Haçlı kuvvetleri ön safta Fransızlar, onların arkasında Sigismund ve diğer kuvvetler konuşlanmıştı. Sağ kanatta Transilvanya Bey’i Laczkovic, sol kanatta ise Eflak Bey’i Mircea yer almıştı. Ordunun genel komutası Fransız asilzâde Jean de Nevers’e aitti.
Haçlı ordugâhında savaş öncesi ciddi fikir ayrılığı meydana gelmişti. Kral Sigismund tecrübesine dayanaraktan, daha dikkatli hareket etmeyi teklif etti fakat bu fikir gururlu Fransız komuta kademesi tarafından kabul edilmedi. Kendileri zaferden çok emin oldukları için ilk saldırıyı bizzat üstlenip hızla zafere ulaşmak istiyorlardı.
Savaş
Savaşı baslatan ilk hücum ağır zırhlı Fransız süvarisi tarafindan gerçekleştirildi, bunları düzensiz Osmanlı Azap birlikleri karşıladı. Azaplar ağır kayıplar versede Haçlıları kazıklara ve tepeye doğru çekmeyi başardı. Kazıkların arkasında yer alan Osmanlı okçuları, Haçlıları yoğun ok yağmuruna tuttu ve bircoğunu atından düşürdü. Hücuma kalkan Fransız şövalyeleri kazıklardan dolayı altlarından inip yaya olarak devam etmek zorunda kaldılar.
Başıboş atların birçoğu Haçlı ordugâhına dönünce orada panik havası baş gösterdi. Ordunun geri kalanı Fransız şövalyelerin öldügünü zannetmişti.
Yaya olarak tepeye ilerleyen ağır zırhlı Fransız şövalyeleri kazıkları aşıp, daha sonra Osmanlı sağ koluna hücum edip bu kanadı bozdular. Sol koldaki Şehzade Mustafa ve Anadolu Beylerbeyi Timurtaş’ın kuvvetleri imdada yetişip, hücuma geçen Fransız şövalyelerinin etrafını sardı. Bu saldırıda elinde Meryem Ana sancağı ile ünlü kumandan Jean de Vienne ile beraber birçok şövalye hayatını kaybetti. Yüzlercesi ise esir düştü, esirler arasında birçok asilzade ve Jean de Nevers’de vardı.
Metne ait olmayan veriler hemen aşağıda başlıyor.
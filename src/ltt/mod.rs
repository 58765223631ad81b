//! Large temp table storage: bounded block cache, block layout, the table
//! itself, and its external-merge sort.

pub mod block;
pub mod cache;
pub mod sort;
pub mod table;

pub use block::{BlockId, LttBlock, TupleView};
pub use cache::LttBlockCache;
pub use sort::{sort, TupleComparer};
pub use table::LargeTempTable;
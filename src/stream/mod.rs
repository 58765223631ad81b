//! Export/DR tuple stream: blocks, the stream itself, and the wire format.

pub mod block;
pub mod tuple_stream;
pub mod wire;

pub use block::{BlockCapacityKind, StreamBlock};
pub use tuple_stream::{PendingFlushRegistry, TupleStream};
pub use wire::{decode_row, encode_row, ExportMetaHeader, ExportOperation, EXPORT_METADATA_COLUMNS};
//! The host runtime's callback surface.
//!
//! Every call the core makes outward is synchronous and goes through this trait.
//! Production hosts implement it over their JNI/IPC bridge; tests implement it
//! with an in-memory double (see `tests/common`).

use crate::error::Result;
use crate::ltt::block::LttBlock;

/// Identifies a large temp table block for store/load/release callbacks.
pub type LttBlockId = crate::ltt::block::BlockId;

/// Outcome of a `fragment_progress_update` call: either "continue, and call me
/// again after N more tuples" or an abort signal.
#[derive(Debug, Clone, Copy, PartialEq, Eq)]
pub enum ProgressDecision {
    /// Keep going; report again after this many more tuples are processed.
    ContinueAfter(u64),
    /// Abort the fragment. The caller should undo the current undo quantum.
    Abort,
}

/// The synchronous callback surface the execution core uses to reach the host
/// runtime ("top end").
pub trait TopEnd {
    /// Fetch a serialized table for `dep_id` and deserialize it into `dest`.
    /// Returns `false` if there is no such dependency.
    fn load_next_dependency(&mut self, dep_id: i32, dest: &mut Vec<u8>) -> Result<bool>;

    /// Report progress on a long-running fragment. The host may ask to abort.
    fn fragment_progress_update(
        &mut self,
        batch_index: i32,
        node_type: &str,
        tuples_processed: i64,
        current_mem_bytes: i64,
        peak_mem_bytes: i64,
    ) -> ProgressDecision;

    /// Fetch the serialized plan for `fragment_id`. Empty if not found.
    fn plan_for_fragment_id(&mut self, fragment_id: i64) -> Vec<u8>;

    /// Hand ownership of a committed export block to the host. Failure here is
    /// fatal: the buffer has already left the stream's bookkeeping.
    fn push_export_buffer(
        &mut self,
        partition_id: i32,
        table_name: &str,
        block: Vec<u8>,
    ) -> Result<()>;

    /// Hand ownership of a committed DR block to the host. The returned value
    /// caps future row budgets for this stream.
    fn push_dr_buffer(&mut self, partition_id: i32, block: Vec<u8>) -> Result<i64>;

    /// Persist a large temp table block. On success the caller relinquishes the
    /// in-memory copy. Recoverable on failure.
    fn store_large_temp_table_block(&mut self, block: &LttBlock) -> Result<bool>;

    /// Reload a previously stored block's bytes. Recoverable on failure.
    fn load_large_temp_table_block(&mut self, block_id: LttBlockId) -> Result<Option<Vec<u8>>>;

    /// Drop a persisted copy of a large temp table block. Recoverable on failure.
    fn release_large_temp_table_block(&mut self, block_id: LttBlockId) -> Result<bool>;

    /// Terminate the process. Implementations of this trait in production hosts
    /// never return from this call; the default here just documents the
    /// contract since this core itself never calls `process::exit`.
    fn crash_volt_db(&mut self, fatal_message: &str) -> ! {
        panic!("fatal engine error, host asked to terminate: {}", fatal_message);
    }
}
//! Per-partition configuration options: a plain struct with a `Default` impl.

use std::time::Duration;

use serde::{Deserialize, Serialize};

use crate::error::Result;

/// Default size of a Pool chunk in bytes: large enough to amortize allocation
/// overhead for undo quanta and scratch strings without wasting too much
/// memory per transaction.
pub const DEFAULT_POOL_CHUNK_SIZE: usize = 2 * 1024 * 1024;

/// Fixed size of every `LttBlock`: 8 MiB.
pub const LTT_BLOCK_SIZE_BYTES: usize = 8 * 1024 * 1024;

/// Byte size of the `LttBlock` header: 8 bytes for the block's base address
/// plus 4 bytes for the tuple count.
pub const LTT_BLOCK_HEADER_SIZE: usize = 8 + 4;

/// Upper bound on the UndoLog's free-list of recyclable Pools.
pub const DEFAULT_MAX_CACHED_POOLS: usize = 192;

/// Configuration for a single partition-local execution core instance.
#[derive(Debug, Clone, Serialize, Deserialize)]
pub struct CoreConfig {
    /// Byte budget shared by the `LttBlockCache` (`tempTableMemoryLimit`).
    pub temp_table_memory_limit: usize,
    /// Initial capacity for stream allocation (`defaultDrBufferSize`).
    pub default_dr_buffer_size: usize,
    /// Optional secondary ("large") capacity for streams, used when a single
    /// transaction exceeds `default_dr_buffer_size`.
    pub large_dr_buffer_size: Option<usize>,
    /// Maximum buffer size a stream will ever allocate; rows larger than this
    /// are rejected with a recoverable `TupleStreamException`-equivalent.
    pub max_dr_buffer_size: usize,
    /// Interval between periodic flushes of pending stream rows.
    pub flush_interval: Duration,
    /// Upper bound on the UndoLog's free-list of recyclable Pools.
    pub max_cached_pools: usize,
    /// Chunk size used by every Pool this core allocates.
    pub pool_chunk_size: usize,
    /// Maximum number of chunks a Pool retains across `purge()`.
    pub pool_max_chunk_count: usize,
}

impl Default for CoreConfig {
    fn default() -> Self {
        Self {
            temp_table_memory_limit: 100 * 1024 * 1024,
            default_dr_buffer_size: 128 * 1024,
            large_dr_buffer_size: Some(2 * 1024 * 1024),
            max_dr_buffer_size: 2 * 1024 * 1024,
            flush_interval: Duration::from_millis(1000),
            max_cached_pools: DEFAULT_MAX_CACHED_POOLS,
            pool_chunk_size: DEFAULT_POOL_CHUNK_SIZE,
            pool_max_chunk_count: 1,
        }
    }
}

impl CoreConfig {
    /// Serialize to pretty-printed JSON, for a human-readable config file on
    /// disk (`serde_json::to_string_pretty`, matching the checkpoint metadata
    /// format used elsewhere in this stack).
    pub fn to_json(&self) -> Result<String> {
        Ok(serde_json::to_string_pretty(self)?)
    }

    /// Parse a config previously written by [`Self::to_json`].
    pub fn from_json(text: &str) -> Result<Self> {
        Ok(serde_json::from_str(text)?)
    }
}

#[cfg(test)]
mod tests {
    use super::*;

    #[test]
    fn config_round_trips_through_json() {
        let mut config = CoreConfig::default();
        config.temp_table_memory_limit = 42 * 1024 * 1024;
        config.max_dr_buffer_size = 777;

        let json = config.to_json().unwrap();
        let restored = CoreConfig::from_json(&json).unwrap();

        assert_eq!(restored.temp_table_memory_limit, config.temp_table_memory_limit);
        assert_eq!(restored.max_dr_buffer_size, config.max_dr_buffer_size);
        assert_eq!(restored.flush_interval, config.flush_interval);
        assert_eq!(restored.pool_chunk_size, config.pool_chunk_size);
    }

    #[test]
    fn from_json_rejects_malformed_input() {
        assert!(CoreConfig::from_json("not json").is_err());
    }
}
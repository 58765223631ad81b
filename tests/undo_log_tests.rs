//! Scenario 1: undo ordering across a single quantum, and release
//! ordering on a fresh one.

use std::cell::RefCell;
use std::rc::Rc;

use voltcore::config::CoreConfig;
use voltcore::undo::{UndoAction, UndoLog};

struct RecordingAction {
    label: &'static str,
    trace: Rc<RefCell<Vec<String>>>,
}

impl UndoAction for RecordingAction {
    fn undo(&mut self) {
        self.trace.borrow_mut().push(format!("undo:{}", self.label));
    }
    fn release(&mut self) {
        self.trace.borrow_mut().push(format!("release:{}", self.label));
    }
}

fn register(log: &mut UndoLog, label: &'static str, trace: &Rc<RefCell<Vec<String>>>) {
    log.current_mut()
        .expect("quantum was just generated")
        .register_undo_action(
            Box::new(RecordingAction {
                label,
                trace: trace.clone(),
            }),
            None,
        );
}

#[test]
fn undo_yields_reverse_order_release_yields_forward_order() {
    let config = CoreConfig::default();
    let trace = Rc::new(RefCell::new(Vec::new()));

    let mut log = UndoLog::new(&config);
    log.generate_undo_quantum(1).unwrap();
    register(&mut log, "A", &trace);
    register(&mut log, "B", &trace);
    register(&mut log, "C", &trace);
    log.undo(1).unwrap();
    assert_eq!(
        *trace.borrow(),
        vec!["undo:C".to_string(), "undo:B".to_string(), "undo:A".to_string()]
    );

    trace.borrow_mut().clear();
    log.generate_undo_quantum(2).unwrap();
    register(&mut log, "A", &trace);
    register(&mut log, "B", &trace);
    register(&mut log, "C", &trace);
    log.release(2).unwrap();
    assert_eq!(
        *trace.borrow(),
        vec!["release:A".to_string(), "release:B".to_string(), "release:C".to_string()]
    );
}

#[test]
fn generate_undo_quantum_rejects_non_increasing_tokens() {
    let config = CoreConfig::default();
    let mut log = UndoLog::new(&config);
    log.generate_undo_quantum(5).unwrap();
    assert!(log.generate_undo_quantum(5).is_err());
    assert!(log.generate_undo_quantum(3).is_err());
    assert!(log.generate_undo_quantum(6).is_ok());
}
//! Partition-local, deterministic SQL execution core.
//!
//! This crate implements the four subsystems that carry the real engineering
//! weight of an in-process, single-threaded-per-partition execution engine:
//! the undo log, the large-temp-table block cache and its external-merge
//! sort, the append-only export/DR tuple stream, and the slab/arena
//! allocator those two are built on. Everything the core reaches out for
//! (the planner, the expression evaluator, the catalog, persistent tables)
//! is an external collaborator behind the [`topend::TopEnd`] trait.

#[macro_use]
pub mod error;

pub mod config;
pub mod context;
pub mod ltt;
pub mod pool;
pub mod stream;
pub mod topend;
pub mod undo;

pub use config::CoreConfig;
pub use context::ExecutorContext;
pub use error::{CoreError, Result, Severity};
pub use topend::{ProgressDecision, TopEnd};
Daha sonra Sigismund’un idaresindeki kuvvetler ani bir saldırı gerçekleştirdi ve merkeze doğru, ana ordugâha yüklendi. Buradaki Osmanlı birlikleri böyle etkili bir saldırı beklemedikleri için zor durumda kaldılar. Merkezde bulunan kuvvetler çok sert mukavemet edince son derece çetin ve zorlu göğüs göğüse çarpışmalar yaşandı. Yıldırım Bayezid’de bizzat bu çarpışmalarda yer almış, topuz darbesiyle atından düşüp tekrar başka ata binmişti. Osmanlı merkezine ve ordugâha gerçekleşen bu hücuma, Osmanlı müttefiki olarak savaşta hazır bulunan Sırp Lazarevic’in kuvvetleride karşı koymuş ve düşmanın geri püskürtülmesinde yardımcı olmuşlardı.
Haçlı ordusu daha sonra tamamen dağıldı ve birçoğu imha edildi, ayrıca birçok esir alındı. Esirler arasında Jean de Nevers, Mareşal Boucicaut ve birçok onemli asilzâde vardı. Bunlar daha sonra fidyeleri verilince serbest bırakıldı. Yıldırım Bayezid esirleri serbest bırakırken onlara ordu toplayıp, tekrar gelip kendisiyle savaşmalarını söylediği rivayet edilir. Macar Kralı Sigismund ise canını zor kurtardı, Tuna’da gemiye binip kaçmıştı. Macar tarihçi Thuroczy Sigismund’un bu kaçışını kibrine gönderme yaparak şöyle anlattı:
“eğer kral kendisini bir gemiye atmamış olsaydı, yıkılan göğün altında degil, Türk kılıçlarının uçlarıyla telef olacaktı”.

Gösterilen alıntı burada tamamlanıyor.